What you will do - In the records below, pick out all lines containing the word "GovernorConfigBuilder".

Working data -
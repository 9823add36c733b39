use crate::{entity::page_view, prelude::*, utils};

pub struct Tracking<'a> {
  db: &'a DatabaseConnection,
}

#[derive(Debug, Default, Clone)]
pub struct PageView {
  pub session_id: String,
  pub referrer_code: Option<String>,
  pub device_type: Option<String>,
  pub user_agent: Option<String>,
}

impl<'a> Tracking<'a> {
  pub fn new(db: &'a DatabaseConnection) -> Self {
    Self { db }
  }

  pub async fn page_view(&self, pv: PageView) -> Result<()> {
    if pv.session_id.trim().is_empty() {
      return Err(Error::InvalidArgs("Missing sessionId".into()));
    }

    page_view::ActiveModel {
      id: NotSet,
      session_id: Set(pv.session_id),
      referrer_code: Set(utils::non_empty(pv.referrer_code.as_deref())),
      device_type: Set(pv.device_type),
      user_agent: Set(pv.user_agent),
      created_at: Set(utils::now()),
    }
    .insert(self.db)
    .await?;

    Ok(())
  }
}
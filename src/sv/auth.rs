//! Phone verification login and signed session tokens.

use hmac::{Hmac, Mac};
use sea_orm::sea_query::Expr;
use sha2::Sha256;

use super::user::User;
use crate::{
  entity::{sms_code, user},
  prelude::*,
  sms::SmsSender,
  utils,
};

type HmacSha256 = Hmac<Sha256>;

pub const SMS_CODE_LEN: usize = 6;
pub const SMS_CODE_TTL: TimeDelta = TimeDelta::minutes(5);
pub const SMS_RESEND_COOLDOWN: TimeDelta = TimeDelta::seconds(60);
pub const TOKEN_TTL: TimeDelta = TimeDelta::days(30);

/// Mainland mobile number: `1[3-9]` followed by nine digits.
pub fn validate_phone(phone: &str) -> bool {
  let bytes = phone.as_bytes();
  bytes.len() == 11
    && bytes[0] == b'1'
    && (b'3'..=b'9').contains(&bytes[1])
    && bytes.iter().all(u8::is_ascii_digit)
}

pub struct Auth<'a> {
  db: &'a DatabaseConnection,
  secret: &'a str,
}

impl<'a> Auth<'a> {
  pub fn new(db: &'a DatabaseConnection, secret: &'a str) -> Self {
    Self { db, secret }
  }

  pub async fn send_code(&self, sms: &dyn SmsSender, phone: &str) -> Result<()> {
    if !validate_phone(phone) {
      return Err(Error::InvalidArgs("手机号格式不正确".into()));
    }

    let now = utils::now();
    let recent = sms_code::Entity::find()
      .filter(sms_code::Column::Phone.eq(phone))
      .filter(sms_code::Column::CreatedAt.gt(now - SMS_RESEND_COOLDOWN))
      .count(self.db)
      .await?;
    if recent > 0 {
      return Err(Error::SmsTooFrequent);
    }

    let code = utils::random_digits(SMS_CODE_LEN);
    sms_code::ActiveModel {
      id: NotSet,
      phone: Set(phone.to_string()),
      code: Set(code.clone()),
      used: Set(false),
      expires_at: Set(now + SMS_CODE_TTL),
      created_at: Set(now),
    }
    .insert(self.db)
    .await?;

    sms.send(phone, &code).await?;
    info!("Verification code sent to {}", phone);
    Ok(())
  }

  /// Consumes the newest matching code. A code verifies at most once.
  pub async fn verify_code(&self, phone: &str, code: &str) -> Result<()> {
    let candidate = sms_code::Entity::find()
      .filter(sms_code::Column::Phone.eq(phone))
      .filter(sms_code::Column::Code.eq(code))
      .filter(sms_code::Column::Used.eq(false))
      .filter(sms_code::Column::ExpiresAt.gt(utils::now()))
      .order_by_desc(sms_code::Column::Id)
      .one(self.db)
      .await?
      .ok_or(Error::InvalidSmsCode)?;

    let result = sms_code::Entity::update_many()
      .col_expr(sms_code::Column::Used, Expr::value(true))
      .filter(sms_code::Column::Id.eq(candidate.id))
      .filter(sms_code::Column::Used.eq(false))
      .exec(self.db)
      .await?;

    if result.rows_affected == 0 {
      return Err(Error::InvalidSmsCode);
    }
    Ok(())
  }

  pub async fn login_phone(
    &self,
    phone: &str,
    code: &str,
    referrer_code: Option<&str>,
    device_type: Option<String>,
  ) -> Result<(String, user::Model)> {
    if !validate_phone(phone) || code.trim().is_empty() {
      return Err(Error::InvalidArgs("手机号或验证码格式不正确".into()));
    }
    self.verify_code(phone, code.trim()).await?;

    let user =
      User::new(self.db).login_phone(phone, device_type, referrer_code).await?;
    let token = self.issue_token(user.id)?;

    info!("User {} logged in by phone", user.id);
    Ok((token, user))
  }

  pub async fn bind_wechat(
    &self,
    token: &str,
    openid: &str,
  ) -> Result<user::Model> {
    let user_id = self.verify_token(token)?;
    let user = User::new(self.db).bind_openid(user_id, openid).await?;
    info!("User {} bound wechat {}", user_id, openid);
    Ok(user)
  }

  /// `user_id.issued_at.hmac_hex`
  pub fn issue_token(&self, user_id: i32) -> Result<String> {
    self.token_at(user_id, Utc::now().timestamp())
  }

  fn token_at(&self, user_id: i32, issued_at: i64) -> Result<String> {
    let payload = format!("{user_id}.{issued_at}");
    let mut mac = self.mac()?;
    mac.update(payload.as_bytes());
    Ok(format!("{payload}.{}", hex::encode(mac.finalize().into_bytes())))
  }

  pub fn verify_token(&self, token: &str) -> Result<i32> {
    let mut parts = token.trim().splitn(3, '.');
    let (Some(user_id), Some(issued_at), Some(signature)) =
      (parts.next(), parts.next(), parts.next())
    else {
      return Err(Error::Unauthorized);
    };

    let signature = hex::decode(signature).map_err(|_| Error::Unauthorized)?;
    let mut mac = self.mac()?;
    mac.update(format!("{user_id}.{issued_at}").as_bytes());
    mac.verify_slice(&signature).map_err(|_| Error::Unauthorized)?;

    let issued_at: i64 = issued_at.parse().map_err(|_| Error::Unauthorized)?;
    if Utc::now().timestamp() - issued_at > TOKEN_TTL.num_seconds() {
      return Err(Error::Unauthorized);
    }
    user_id.parse().map_err(|_| Error::Unauthorized)
  }

  fn mac(&self) -> Result<HmacSha256> {
    HmacSha256::new_from_slice(self.secret.as_bytes())
      .map_err(|err| Error::Internal(format!("hmac key: {err}")))
  }
}

#[cfg(test)]
mod tests {
  use super::*;
  use crate::{
    sms::tests::Outbox,
    sv::{test_utils::test_db, user::Profile},
  };

  const SECRET: &str = "test-secret";

  fn last_code(outbox: &Outbox) -> String {
    outbox.sent.lock().unwrap().last().unwrap().1.clone()
  }

  #[test]
  fn test_validate_phone() {
    assert!(validate_phone("13800138000"));
    assert!(validate_phone("19912345678"));
    assert!(!validate_phone("12800138000"));
    assert!(!validate_phone("1380013800"));
    assert!(!validate_phone("1380013800a"));
    assert!(!validate_phone("+8613800138"));
  }

  #[tokio::test]
  async fn test_send_code_cooldown() {
    let db = test_db::setup().await;
    let outbox = Outbox::default();
    let auth = Auth::new(&db, SECRET);

    auth.send_code(&outbox, "13800138000").await.unwrap();
    assert!(matches!(
      auth.send_code(&outbox, "13800138000").await,
      Err(Error::SmsTooFrequent)
    ));
    assert!(matches!(
      auth.send_code(&outbox, "123").await,
      Err(Error::InvalidArgs(_))
    ));

    let code = last_code(&outbox);
    assert_eq!(code.len(), SMS_CODE_LEN);
    assert!(code.bytes().all(|b| b.is_ascii_digit()));
    assert_eq!(outbox.sent.lock().unwrap().len(), 1);
  }

  #[tokio::test]
  async fn test_login_phone_consumes_code_once() {
    let db = test_db::setup().await;
    let outbox = Outbox::default();
    let auth = Auth::new(&db, SECRET);
    auth.send_code(&outbox, "13800138000").await.unwrap();
    let code = last_code(&outbox);

    let (token, user) =
      auth.login_phone("13800138000", &code, None, None).await.unwrap();
    assert_eq!(user.phone.as_deref(), Some("13800138000"));
    assert_eq!(auth.verify_token(&token).unwrap(), user.id);

    assert!(matches!(
      auth.login_phone("13800138000", &code, None, None).await,
      Err(Error::InvalidSmsCode)
    ));
  }

  #[tokio::test]
  async fn test_expired_code_is_rejected() {
    let db = test_db::setup().await;
    let past = utils::now() - TimeDelta::minutes(10);
    sms_code::ActiveModel {
      id: NotSet,
      phone: Set("13800138000".into()),
      code: Set("111111".into()),
      used: Set(false),
      expires_at: Set(past + SMS_CODE_TTL),
      created_at: Set(past),
    }
    .insert(&db)
    .await
    .unwrap();

    let result = Auth::new(&db, SECRET).verify_code("13800138000", "111111").await;
    assert!(matches!(result, Err(Error::InvalidSmsCode)));
  }

  #[test]
  fn test_token_tampering_and_expiry() {
    let db = DatabaseConnection::Disconnected;
    let auth = Auth::new(&db, SECRET);

    let token = auth.issue_token(42).unwrap();
    assert_eq!(auth.verify_token(&token).unwrap(), 42);

    let forged = token.replacen("42.", "43.", 1);
    assert!(matches!(auth.verify_token(&forged), Err(Error::Unauthorized)));
    assert!(matches!(
      Auth::new(&db, "other").verify_token(&token),
      Err(Error::Unauthorized)
    ));

    let stale = Utc::now().timestamp() - TOKEN_TTL.num_seconds() - 1;
    let expired = auth.token_at(42, stale).unwrap();
    assert!(matches!(auth.verify_token(&expired), Err(Error::Unauthorized)));
    assert!(matches!(auth.verify_token("garbage"), Err(Error::Unauthorized)));
  }

  #[tokio::test]
  async fn test_bind_wechat() {
    let db = test_db::setup().await;
    let auth = Auth::new(&db, SECRET);
    let users = User::new(&db);
    users.login_openid("o-taken", Profile::default(), None).await.unwrap();
    let phone_user = users.login_phone("13800138000", None, None).await.unwrap();
    let token = auth.issue_token(phone_user.id).unwrap();

    assert!(matches!(
      auth.bind_wechat(&token, "o-taken").await,
      Err(Error::AlreadyBound)
    ));
    let user = auth.bind_wechat(&token, "o-new").await.unwrap();
    assert_eq!(user.openid.as_deref(), Some("o-new"));
    assert!(matches!(
      auth.bind_wechat("1.2.bad", "o-new").await,
      Err(Error::Unauthorized)
    ));
  }
}
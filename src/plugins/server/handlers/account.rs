use std::sync::Arc;

use axum::{
  Json,
  extract::{Path, Query, State},
  http::{HeaderMap, header::USER_AGENT},
  response::Redirect,
};
use serde::Deserialize;

use super::{Success, ok};
use crate::{
  prelude::*,
  state::AppState,
  sv::{tracking::PageView, user::Profile},
};

#[derive(Debug, Deserialize)]
#[serde(rename_all = "camelCase")]
pub struct LoginReq {
  #[serde(default)]
  pub code: Option<String>,
  #[serde(default)]
  pub referrer_code: Option<String>,
}

/// Development login: `dev_*` codes map to mock users.
pub async fn login(
  State(app): State<Arc<AppState>>,
  Json(req): Json<LoginReq>,
) -> Result<Json<Success<json::Value>>> {
  let openid = match req.code.as_deref() {
    None | Some("") => format!("dev_user_{}", Utc::now().timestamp_millis()),
    Some(code) if code.starts_with("dev_") => format!("user_{code}"),
    Some(_) => {
      return Err(Error::InvalidArgs("Use Website QR Login instead".into()));
    }
  };

  let user = app
    .sv()
    .user
    .login_openid(&openid, Profile::default(), req.referrer_code.as_deref())
    .await?;
  Ok(ok(json::json!({ "user": user })))
}

#[derive(Debug, Deserialize)]
pub struct CallbackQuery {
  #[serde(default)]
  pub code: Option<String>,
  #[serde(default)]
  pub state: Option<String>,
}

/// WeChat QR login callback. Every path ends in a redirect to the site root.
pub async fn wechat_callback(
  State(app): State<Arc<AppState>>,
  Query(query): Query<CallbackQuery>,
) -> Redirect {
  let Some(code) = query.code.filter(|c| !c.is_empty()) else {
    return Redirect::to("/?error=no_code");
  };
  let Some(oauth) = &app.oauth else {
    error!("OAuth callback received but WECHAT_APP_SECRET is not set");
    return Redirect::to("/?error=oauth_not_configured");
  };

  let identity = match oauth.exchange(&code).await {
    Ok(identity) => identity,
    Err(err) => {
      error!("WeChat OAuth failed: {}", err);
      return Redirect::to("/?error=wechat_api_error");
    }
  };

  let login = app
    .sv()
    .user
    .login_openid(&identity.openid, identity.profile, query.state.as_deref())
    .await;

  match login {
    Ok(user) => {
      let openid = user.openid.unwrap_or(identity.openid);
      Redirect::to(&format!("/?openid={openid}&login_success=true"))
    }
    Err(err) => {
      error!("Login after OAuth failed: {}", err);
      Redirect::to("/?error=system_error")
    }
  }
}

pub async fn get_user(
  State(app): State<Arc<AppState>>,
  Path(openid): Path<String>,
) -> Result<Json<Success<json::Value>>> {
  let user =
    app.sv().user.by_openid(&openid).await?.ok_or(Error::UserNotFound)?;
  Ok(ok(json::json!({ "user": user })))
}

#[derive(Debug, Deserialize)]
pub struct SendCodeReq {
  #[serde(default)]
  pub phone: String,
}

pub async fn send_code(
  State(app): State<Arc<AppState>>,
  Json(req): Json<SendCodeReq>,
) -> Result<Json<Success<json::Value>>> {
  app.sv().auth.send_code(app.sms.as_ref(), req.phone.trim()).await?;
  Ok(ok(json::json!({ "message": "验证码已发送" })))
}

#[derive(Debug, Deserialize)]
#[serde(rename_all = "camelCase")]
pub struct LoginPhoneReq {
  #[serde(default)]
  pub phone: String,
  #[serde(default)]
  pub code: String,
  #[serde(default)]
  pub referrer_code: Option<String>,
  #[serde(default)]
  pub device_type: Option<String>,
}

pub async fn login_phone(
  State(app): State<Arc<AppState>>,
  Json(req): Json<LoginPhoneReq>,
) -> Result<Json<Success<json::Value>>> {
  let (token, user) = app
    .sv()
    .auth
    .login_phone(
      req.phone.trim(),
      &req.code,
      req.referrer_code.as_deref(),
      req.device_type,
    )
    .await?;
  Ok(ok(json::json!({ "token": token, "user": user })))
}

#[derive(Debug, Deserialize)]
pub struct BindWechatReq {
  #[serde(default)]
  pub token: String,
  #[serde(default)]
  pub openid: String,
}

pub async fn bind_wechat(
  State(app): State<Arc<AppState>>,
  Json(req): Json<BindWechatReq>,
) -> Result<Json<Success<json::Value>>> {
  let user = app.sv().auth.bind_wechat(&req.token, req.openid.trim()).await?;
  Ok(ok(json::json!({ "user": user })))
}

#[derive(Debug, Deserialize)]
#[serde(rename_all = "camelCase")]
pub struct PageViewReq {
  #[serde(default)]
  pub session_id: String,
  #[serde(default)]
  pub referrer_code: Option<String>,
  #[serde(default)]
  pub device_type: Option<String>,
  #[serde(default)]
  pub user_agent: Option<String>,
}

pub async fn track_pv(
  State(app): State<Arc<AppState>>,
  headers: HeaderMap,
  Json(req): Json<PageViewReq>,
) -> Result<Json<Success<json::Value>>> {
  let user_agent = req.user_agent.or_else(|| {
    headers.get(USER_AGENT).and_then(|v| v.to_str().ok()).map(Into::into)
  });

  app
    .sv()
    .tracking
    .page_view(PageView {
      session_id: req.session_id,
      referrer_code: req.referrer_code,
      device_type: req.device_type,
      user_agent,
    })
    .await?;
  Ok(ok(json::json!({})))
}

#[derive(Debug, Deserialize)]
pub struct RedeemReq {
  #[serde(default)]
  pub code: String,
  #[serde(default)]
  pub openid: String,
}

pub async fn redeem(
  State(app): State<Arc<AppState>>,
  Json(req): Json<RedeemReq>,
) -> Result<Json<Success<json::Value>>> {
  let expiry = app.sv().redemption.redeem(&req.code, req.openid.trim()).await?;
  Ok(ok(json::json!({ "vipExpireAt": expiry })))
}
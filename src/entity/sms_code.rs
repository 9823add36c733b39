use sea_orm::entity::prelude::*;
use serde::{Deserialize, Serialize};

#[derive(Clone, Debug, PartialEq, DeriveEntityModel, Serialize, Deserialize)]
#[sea_orm(table_name = "sms_codes")]
pub struct Model {
  #[sea_orm(primary_key)]
  pub id: i32,
  pub phone: String,
  pub code: String,
  pub used: bool,
  pub expires_at: DateTime,
  pub created_at: DateTime,
}

#[derive(Copy, Clone, Debug, EnumIter, DeriveRelation)]
pub enum Relation {}

impl ActiveModelBehavior for ActiveModel {}
use sea_orm_migration::prelude::*;

#[derive(DeriveMigrationName)]
pub struct Migration;

#[async_trait::async_trait]
impl MigrationTrait for Migration {
  async fn up(&self, manager: &SchemaManager) -> Result<(), DbErr> {
    manager
      .create_table(
        Table::create()
          .table(SmsCodes::Table)
          .if_not_exists()
          .col(
            ColumnDef::new(SmsCodes::Id)
              .integer()
              .not_null()
              .auto_increment()
              .primary_key(),
          )
          .col(ColumnDef::new(SmsCodes::Phone).string().not_null())
          .col(ColumnDef::new(SmsCodes::Code).string().not_null())
          .col(
            ColumnDef::new(SmsCodes::Used).boolean().not_null().default(false),
          )
          .col(ColumnDef::new(SmsCodes::ExpiresAt).date_time().not_null())
          .col(ColumnDef::new(SmsCodes::CreatedAt).date_time().not_null())
          .to_owned(),
      )
      .await?;

    manager
      .create_index(
        Index::create()
          .name("idx_sms_codes_phone")
          .table(SmsCodes::Table)
          .col(SmsCodes::Phone)
          .to_owned(),
      )
      .await
  }

  async fn down(&self, manager: &SchemaManager) -> Result<(), DbErr> {
    manager.drop_table(Table::drop().table(SmsCodes::Table).to_owned()).await
  }
}

#[derive(DeriveIden)]
pub enum SmsCodes {
  Table,
  Id,
  Phone,
  Code,
  Used,
  ExpiresAt,
  CreatedAt,
}
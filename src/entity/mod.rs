pub mod page_view;
pub mod profit_sharing_record;
pub mod redemption_code;
pub mod referral_code;
pub mod sms_code;
pub mod user;

pub use profit_sharing_record::SharingStatus;
pub use redemption_code::RedemptionStatus;
mod handlers;

use std::{net::SocketAddr, sync::Arc};

use anyhow::Context;
use async_trait::async_trait;
use axum::{
  Router,
  routing::{get, post},
};
use tower::ServiceBuilder;
use tower_governor::{GovernorLayer, governor::GovernorConfigBuilder};
use tower_http::{
  cors::{Any, CorsLayer},
  trace::TraceLayer,
};

use crate::{prelude::*, state::AppState};

pub use handlers::ADMIN_TOKEN_HEADER;

/// All HTTP routes, without the per-connection layers.
pub fn routes(app: Arc<AppState>) -> Router {
  use handlers::{account, admin, pay, referral};

  Router::new()
    .route("/health", get(handlers::health))
    .route("/api/login", post(account::login))
    .route("/api/callback/wechat", get(account::wechat_callback))
    .route("/api/user/{openid}", get(account::get_user))
    .route("/api/auth/send-code", post(account::send_code))
    .route("/api/auth/login-phone", post(account::login_phone))
    .route("/api/auth/bind-wechat", post(account::bind_wechat))
    .route("/api/track/pv", post(account::track_pv))
    .route("/api/redemption/redeem", post(account::redeem))
    .route("/api/pay/create-order", post(pay::create_order))
    .route("/api/pay/notify", post(pay::notify))
    .route("/api/dev/check-pay-config", get(pay::check_pay_config))
    .route("/api/dev/force-vip", post(admin::force_vip))
    .route("/api/referral/generate", post(referral::generate))
    .route("/api/referral/stats/{code}", get(referral::stats))
    .route("/api/admin/referral", post(admin::create_referral))
    .route("/api/admin/referral/{code}/receiver", post(admin::bind_receiver))
    .route("/api/admin/referral/{code}/records", get(admin::records))
    .route("/api/admin/redemption", post(admin::issue_redemption))
    .with_state(app)
}

pub struct Plugin;

#[async_trait]
impl super::Plugin for Plugin {
  async fn start(&self, app: Arc<AppState>) -> anyhow::Result<()> {
    let governor_conf = Arc::new(
      GovernorConfigBuilder::default()
        .per_second(2)
        .burst_size(100)
        .finish()
        .context("Failed to build rate limiter config")?,
    );

    let governor_limiter = governor_conf.limiter().clone();

    tokio::spawn(async move {
      loop {
        tokio::time::sleep(Duration::from_secs(60)).await;
        governor_limiter.retain_recent();
      }
    });

    let port = app.config.port;
    let router = routes(app)
      .layer(
        ServiceBuilder::new()
          .layer(TraceLayer::new_for_http())
          .layer(GovernorLayer::new(governor_conf))
          .layer(
            CorsLayer::new()
              .allow_origin(Any)
              .allow_methods(Any)
              .allow_headers(Any),
          ),
      )
      .into_make_service_with_connect_info::<SocketAddr>();

    let addr = SocketAddr::from(([0, 0, 0, 0], port));
    let listener = tokio::net::TcpListener::bind(addr)
      .await
      .with_context(|| format!("Failed to bind {addr}"))?;

    info!("HTTP server listening on {addr}");

    tokio::spawn(async move {
      if let Err(err) = axum::serve(listener, router).await {
        error!("HTTP server stopped: {err}");
      }
    });

    Ok(())
  }
}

Answer box -
use tower_governor::{GovernorLayer, governor::GovernorConfigBuilder};
      GovernorConfigBuilder::default()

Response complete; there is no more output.